Responsive image

Reformasi Perlindungan Sosial #1

CORE Indonesia | Core Insight | Thursday, 02 April 2015

Meluruskan Mitos & Kesalahpahaman dalam Perlindungan Sosial

Perlunya meluruskan mitos dan kesalahpahaman dalam perlindungan sosial. Mitos dan kesalahpahaman yang sering timbul dalam perlindungan sosial ialah perlindungan sosial menciptakan ketergantungan masyarakat terhadap bantuan, perlindungan sosial menyebabkan kurangnya perhatian terhadap masalah penyediaan dan kualitas, perlindungan sosial terlalu mahal bagi negara berpenghasilan rendah, dan perlindungan sosial akan mematikan sistem perlindungan informal yang telah berkembang di masyarakat.

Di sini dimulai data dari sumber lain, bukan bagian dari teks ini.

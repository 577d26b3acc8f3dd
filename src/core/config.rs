//! core::config
//!
//! Per-asset configuration.
//!
//! # Retention
//!
//! Version (full-snapshot) retention and state (diff) retention are
//! independent knobs. Version retention defaults to 3 and must be at
//! least 1. State retention defaults to `None`, meaning diff entries
//! accumulate without bound - the legacy behavior, kept as an explicit
//! documented default rather than inherited silently.
//!
//! # Validation
//!
//! Retention values are validated in the setters and again in
//! [`AssetConfig::validate`], before any I/O happens.

use serde::{Deserialize, Serialize};
use thiserror::Error;

/// Default number of version entries kept by the purger.
pub const DEFAULT_RETAIN_VERSIONS: usize = 3;

/// Default umask applied to created files and directories.
pub const DEFAULT_UMASK: u32 = 0o022;

/// Base mode for created files, before the umask is applied.
const FILE_MODE_BASE: u32 = 0o666;

/// Base mode for created directories, before the umask is applied.
const DIR_MODE_BASE: u32 = 0o777;

/// Errors from configuration validation.
#[derive(Debug, Error, PartialEq, Eq)]
pub enum ConfigError {
    /// A retention count below 1 would delete the entire history.
    #[error("retention count must be at least 1, got {0}")]
    RetentionTooSmall(usize),
}

/// Configuration for a single asset.
///
/// # Example
///
/// ```
/// use snapvault::core::config::AssetConfig;
///
/// let config = AssetConfig::default();
/// assert_eq!(config.retain_versions, 3);
/// assert_eq!(config.retain_states, None);
/// assert_eq!(config.file_mode(), 0o644);
/// assert_eq!(config.dir_mode(), 0o755);
/// ```
#[derive(Debug, Clone, Serialize, Deserialize, PartialEq, Eq)]
#[serde(default, deny_unknown_fields)]
pub struct AssetConfig {
    /// Number of version (full-snapshot) entries retained by a purge.
    /// Must be at least 1.
    pub retain_versions: usize,

    /// Number of state (diff) entries retained by a purge, or `None` to
    /// keep all diffs forever (the default).
    pub retain_states: Option<usize>,

    /// Umask subtracted from the base modes 0666/0777 when creating
    /// files and directories. Ignored on non-Unix platforms.
    pub umask: u32,

    /// When true, every link, unlink, and rename is reported at `info`
    /// level instead of `debug`.
    pub verbose: bool,
}

impl Default for AssetConfig {
    fn default() -> Self {
        Self {
            retain_versions: DEFAULT_RETAIN_VERSIONS,
            retain_states: None,
            umask: DEFAULT_UMASK,
            verbose: false,
        }
    }
}

impl AssetConfig {
    /// Validate the configuration values.
    ///
    /// # Errors
    ///
    /// Returns `ConfigError::RetentionTooSmall` if either retention knob
    /// is below 1.
    pub fn validate(&self) -> Result<(), ConfigError> {
        if self.retain_versions < 1 {
            return Err(ConfigError::RetentionTooSmall(self.retain_versions));
        }
        if let Some(n) = self.retain_states {
            if n < 1 {
                return Err(ConfigError::RetentionTooSmall(n));
            }
        }
        Ok(())
    }

    /// Mode for created files: 0666 minus the umask.
    pub fn file_mode(&self) -> u32 {
        FILE_MODE_BASE & !self.umask
    }

    /// Mode for created directories: 0777 minus the umask.
    pub fn dir_mode(&self) -> u32 {
        DIR_MODE_BASE & !self.umask
    }
}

Program Perlindungan Sosial harus Terintegrasi

Sekarang, telah terdapat lebih dari 140 kegiatan bantuan sosial yang diimplementasikan oleh 15 Kementerian, dengan anggaran sebesar Rp 90 Triliun. Namun, tidak ada integrasi antara program satu dengan lainnya, dan anggaran yang dikeluarkan relatif masih lebih kecil dibanding rata-rata negara berkembang lainnya. Diperlukan peningkatan anggaran dengan perbaikan disain kebijakan.

Kualitas dan Cakupan Data

Pemerintahan Jokowi-JK masih menggunakan basis data yang sama dengan basis data yang dimiliki oleh Tim Nasional Percepatan Penanggulangan Kemiskinan (TNP2K) di Pemerintahan SBY-Boediono. 

Meskipun basis data tersebut sudah merupakan capaian yang baik, namun masih terdapat beberapa kelemahan yang perlu diperbaiki yaitu dalam hal akurasi, kemutakhiran, maupun metodologi pengumpulan data.

Adapun kelemahan metodologi pengumpulan data antara lain:

1. Pendataan Program Perlindungan Sosial (PPLS) adalah sample survey, bukan sensus yang lengkap. Sehingga, PPLS hanya mencakup beberapa kelompok masyarakat.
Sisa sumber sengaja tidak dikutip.